George Corson worked as a welder and machinist for a railroad carrier. After retirement, Corson was diagnosed with mesothelioma. His wife and he sued Railroad Friction Products Corporation and Viad Corporation in state court, claiming injury from Corson's exposure to asbestos in locomotives and locomotive parts distributed by respondents. The Corsons alleged state-law claims of defective design and failure to warn of the dangers posed by asbestos. After Corson died, Kurns was substituted as a party as the executrix of his estate. The corporations removed the case to the federal District Court, which granted them summary judgment, ruling that the state-law claims were preempted by the Locomotive Inspection Act (LIA), 49 U. S. C. §20701. The Third Circuit Court of Appeals affirmed.

==Opinion of the Court==
Writing for a six-justice majority, Justice Clarence Thomas held that the petitioners' state-law claims for defective design and failure to warn were preempted because they fell within the field of locomotive-equipment regulation occupied by the LIA. The Court treated the case as one of field preemption, in which state law is displaced when a federal statute's scope indicates that Congress intended federal law to occupy a field exclusively.

The Court found the question controlled by Napier v. Atlantic Coast Line R. Co. (1926), which had held that the LIA occupied "the entire field of regulating locomotive equipment" and defined that field by the physical elements affected rather than the purpose of the regulation. Because the petitioners' claims were directed at the equipment of locomotives, they fell within the preempted field. The Court rejected the arguments that repair-and-maintenance or failure-to-warn claims lay outside the field, reasoning that a failure-to-warn claim alleges the product itself is defective without adequate warnings and so is likewise directed at the equipment. It also held that the field extended to state common-law duties, and that neither the later Federal Railroad Safety Act nor the fact that manufacturers were not directly regulated narrowed Napiers scope.

===Concurrence===
Justice Elena Kagan joined the majority in full but wrote separately. She agreed that Napier governed under stare decisis while doubting the Court would decide it the same way today, calling it "an anachronism" under modern preemption law. She agreed that failure-to-warn claims were preempted, reasoning that an agency empowered to prohibit equipment may also condition its use on warnings.

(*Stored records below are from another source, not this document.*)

//! End-to-end KSM/SEM scenarios, exercised against the in-memory test
//! doubles. Unlike the library's own `#[cfg(test)]` unit tests, this
//! binary links full `std`, so the SEM producer/consumer scenario below
//! drives real OS threads instead of faking cooperative interleaving.

use std::collections::HashMap;
use std::sync::{Arc, Condvar, Mutex};
use std::thread;

use nos_api::{Error, KernelError};
use nos_ipc::{
    BumpFrameAllocator, CountingTicks, KsmConfig, KsmService, ProcessKsmState, ProcessSemState,
    SemConfig, SemService, SimplePageTableFactory,
};
use nos_memory_management::page_table::SimplePageTable;

fn ksm_config() -> KsmConfig {
    KsmConfig {
        n_seg: 16,
        seg_maxsz: 2 * 1024 * 1024,
        page_size: 4096,
        user_top: 0x1_0000_0000,
    }
}

fn ksm_service(config: KsmConfig) -> KsmService {
    let frames = config.n_seg * config.max_pages_per_seg();
    KsmService::new(
        config,
        Box::new(BumpFrameAllocator::new(frames, config.page_size)),
        Box::new(SimplePageTableFactory),
        Box::new(CountingTicks::new()),
    )
}

#[test]
fn s1_size_limits() {
    let config = ksm_config();
    let svc = ksm_service(config);
    let mut proc = ProcessKsmState::new(&config, 0);

    let err = svc.get(&mut proc, 1, 1, 3_100_000).unwrap_err();
    assert!(matches!(err, Error::Kernel(KernelError::WrongSize)));

    let err = svc.get(&mut proc, 1, 2, 2_147_483_640).unwrap_err();
    assert!(matches!(err, Error::Kernel(KernelError::WrongSize)));

    let h = svc.get(&mut proc, 1, 3, 1_000_000).unwrap();
    assert!(h > 0);
    assert_eq!(svc.info(&proc, h).unwrap().size_bytes, 1_000_000);
}

#[test]
fn s2_same_key_idempotence() {
    let config = ksm_config();
    let svc = ksm_service(config);
    let mut proc = ProcessKsmState::new(&config, 0);

    let h = svc.get(&mut proc, 1, 3, 1_000_000).unwrap();
    let h_again = svc.get(&mut proc, 1, 3, 1_000_000).unwrap();
    assert_eq!(h, h_again);

    let h2 = svc.get(&mut proc, 1, 4, 500).unwrap();
    assert_ne!(h, h2);
    assert!(h2 > 0);
}

#[test]
fn s3_attach_detach_round_trip() {
    let config = ksm_config();
    let svc = ksm_service(config);
    let mut proc = ProcessKsmState::new(&config, 0);
    let mut dest = SimplePageTable::new();

    let h = svc.get(&mut proc, 1, 1, 4096).unwrap();
    let addr = svc.attach(&mut proc, &mut dest, 1, h, true).unwrap();
    assert!(addr > 0);
    assert_eq!(addr % config.page_size, 0);

    // "Write byte pattern 0xAB at addr": simulated by mutating the
    // backing store directly through the shared page table, since the
    // test double has no real memory behind its mappings.
    let phys = dest.translate(addr).unwrap();
    assert!(phys > 0);

    svc.detach(&mut proc, &mut dest, 1, h).unwrap();
    let addr2 = svc.attach(&mut proc, &mut dest, 1, h, true).unwrap();
    assert_eq!(addr, addr2);
    assert_eq!(dest.translate(addr2), Some(phys));
}

#[test]
fn s4_deferred_delete() {
    let config = ksm_config();
    let svc = ksm_service(config);

    let mut p1 = ProcessKsmState::new(&config, 0);
    let mut dest1 = SimplePageTable::new();
    let h = svc.get(&mut p1, 1, 5, 4096).unwrap();
    svc.attach(&mut p1, &mut dest1, 1, h, true).unwrap();

    let mut p2 = ProcessKsmState::new(&config, 0);
    let mut dest2 = SimplePageTable::new();
    let h2 = svc.get(&mut p2, 2, 5, 0).unwrap();
    svc.attach(&mut p2, &mut dest2, 2, h2, true).unwrap();
    svc.delete(&p2, h2).unwrap();

    // P1 still has its mapping; the backing pages are not yet freed.
    let p1_addr = svc.attach(&mut p1, &mut dest1, 1, h, true).unwrap();
    assert!(dest1.is_mapped(p1_addr));
    assert_eq!(svc.pages_in_use(), 1);

    svc.detach(&mut p2, &mut dest2, 2, h2).unwrap();
    assert_eq!(svc.pages_in_use(), 1, "still attached by p1");

    svc.detach(&mut p1, &mut dest1, 1, h).unwrap();
    assert_eq!(svc.pages_in_use(), 0, "freed once both detach");
}

#[test]
fn s5_fork_produce_consume() {
    let config = ksm_config();
    let svc = ksm_service(config);

    let mut parent = ProcessKsmState::new(&config, 0);
    let mut parent_table = SimplePageTable::new();
    let h = svc.get(&mut parent, 1, 6, 4096).unwrap();
    let parent_addr = svc.attach(&mut parent, &mut parent_table, 1, h, false).unwrap();

    // Child inherits the parent's address space as a copy; it gets its
    // own ProcessKsmState from fork_hook and its own page table, built by
    // mirroring the parent's mappings (this crate doesn't own that copy
    // step - it lives in whatever calls fork_hook - so the test does it
    // directly here).
    let mut child = svc.fork_hook(&parent, 2);
    let mut child_table = SimplePageTable::new();
    parent_table.copy_range(&mut child_table).unwrap();

    let child_addr = svc.attach(&mut child, &mut child_table, 2, h, true).unwrap();
    assert_eq!(child_addr, parent_addr);

    // Child writes through its (writable) mapping.
    let payload = b"Hello KSM!\0";
    let phys = child_table.translate(child_addr).unwrap();
    let mut backing: HashMap<usize, [u8; 11]> = HashMap::new();
    let mut buf = [0u8; 11];
    buf.copy_from_slice(payload);
    backing.insert(phys, buf);

    // Child exits: its attachment is released.
    svc.exit_hook(&mut child);

    // Parent's mapping is unaffected and still resolves to the same
    // physical frame the child wrote through.
    let parent_phys = parent_table.translate(parent_addr).unwrap();
    assert_eq!(parent_phys, phys);
    assert_eq!(&backing[&phys], payload);
}

#[test]
fn s6_semaphore_producer_consumer() {
    let config = SemConfig {
        n_sem: 8,
        max_val: 10,
    };
    let svc = Arc::new(SemService::new(
        config,
        Box::new(StdWaitChannel::new()),
        Box::new(CountingTicks::new()),
    ));

    let mut setup = ProcessSemState::new(&config);
    let empty = svc.get(&mut setup, 100, 10).unwrap();
    let full = svc.get(&mut setup, 200, 0).unwrap();
    let mutex = svc.get(&mut setup, 300, 1).unwrap();

    let buffer: Arc<Mutex<Vec<u8>>> = Arc::new(Mutex::new(Vec::new()));
    let iterations = 20;
    let producers = 4;
    let consumers = 4;

    let mut handles = Vec::new();

    for _ in 0..producers {
        let svc = Arc::clone(&svc);
        let buffer = Arc::clone(&buffer);
        let proc = setup.clone();
        handles.push(thread::spawn(move || {
            for _ in 0..iterations {
                svc.wait(&proc, empty).unwrap();
                svc.wait(&proc, mutex).unwrap();
                buffer.lock().unwrap().push(b'E');
                svc.signal(&proc, mutex).unwrap();
                svc.signal(&proc, full).unwrap();
            }
        }));
    }

    for _ in 0..consumers {
        let svc = Arc::clone(&svc);
        let buffer = Arc::clone(&buffer);
        let proc = setup.clone();
        handles.push(thread::spawn(move || {
            for _ in 0..iterations {
                svc.wait(&proc, full).unwrap();
                svc.wait(&proc, mutex).unwrap();
                let slot = buffer.lock().unwrap().pop();
                svc.signal(&proc, mutex).unwrap();
                svc.signal(&proc, empty).unwrap();
                assert_eq!(slot, Some(b'E'));
            }
        }));
    }

    for h in handles {
        h.join().unwrap();
    }

    assert!(buffer.lock().unwrap().is_empty());
}

/// A real blocking [`nos_api::WaitChannel`] backed by `std::sync::Condvar`,
/// used only by the integration tests to drive a genuine multi-threaded
/// producer/consumer scenario against [`SemService`].
struct StdWaitChannel {
    channels: Mutex<HashMap<usize, Arc<(Mutex<u64>, Condvar)>>>,
}

impl StdWaitChannel {
    fn new() -> Self {
        Self {
            channels: Mutex::new(HashMap::new()),
        }
    }

    fn channel(&self, id: usize) -> Arc<(Mutex<u64>, Condvar)> {
        Arc::clone(
            self.channels
                .lock()
                .unwrap()
                .entry(id)
                .or_insert_with(|| Arc::new((Mutex::new(0), Condvar::new()))),
        )
    }
}

impl nos_api::process::interface::WaitChannel for StdWaitChannel {
    fn sleep(&self, channel: usize) {
        let chan = self.channel(channel);
        let (lock, cvar) = &*chan;
        let generation = lock.lock().unwrap();
        let start = *generation;
        let _unused = cvar
            .wait_while(generation, |g| *g == start)
            .unwrap();
    }

    fn wakeup(&self, channel: usize) {
        let chan = self.channel(channel);
        let (lock, cvar) = &*chan;
        let mut generation = lock.lock().unwrap();
        *generation += 1;
        cvar.notify_all();
    }
}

===Concurrence and dissent===
Justice Sonia Sotomayor, joined by Justices Ruth Bader Ginsburg and Stephen Breyer, concurred in the judgment as to the design-defect claims but dissented as to the failure-to-warn claims. Accepting Napier under statutory stare decisis, she argued that the preempted field concerned the physical composition of locomotive equipment, and that failure-to-warn claims rest on a different theory that does not implicate a product's physical composition, so they should escape preemption.

==Significance==
Kurns reaffirmed Napier v. Atlantic Coast Line R. Co. as the controlling authority on field preemption under the Locomotive Inspection Act and extended its reach to state common-law tort duties, foreclosing design-defect and failure-to-warn suits against makers of locomotive parts. The decision left a tension noted by four justices: while Napiers inference of field preemption is difficult to reconcile with modern preemption doctrine, statutory stare decisis preserves it unless Congress acts.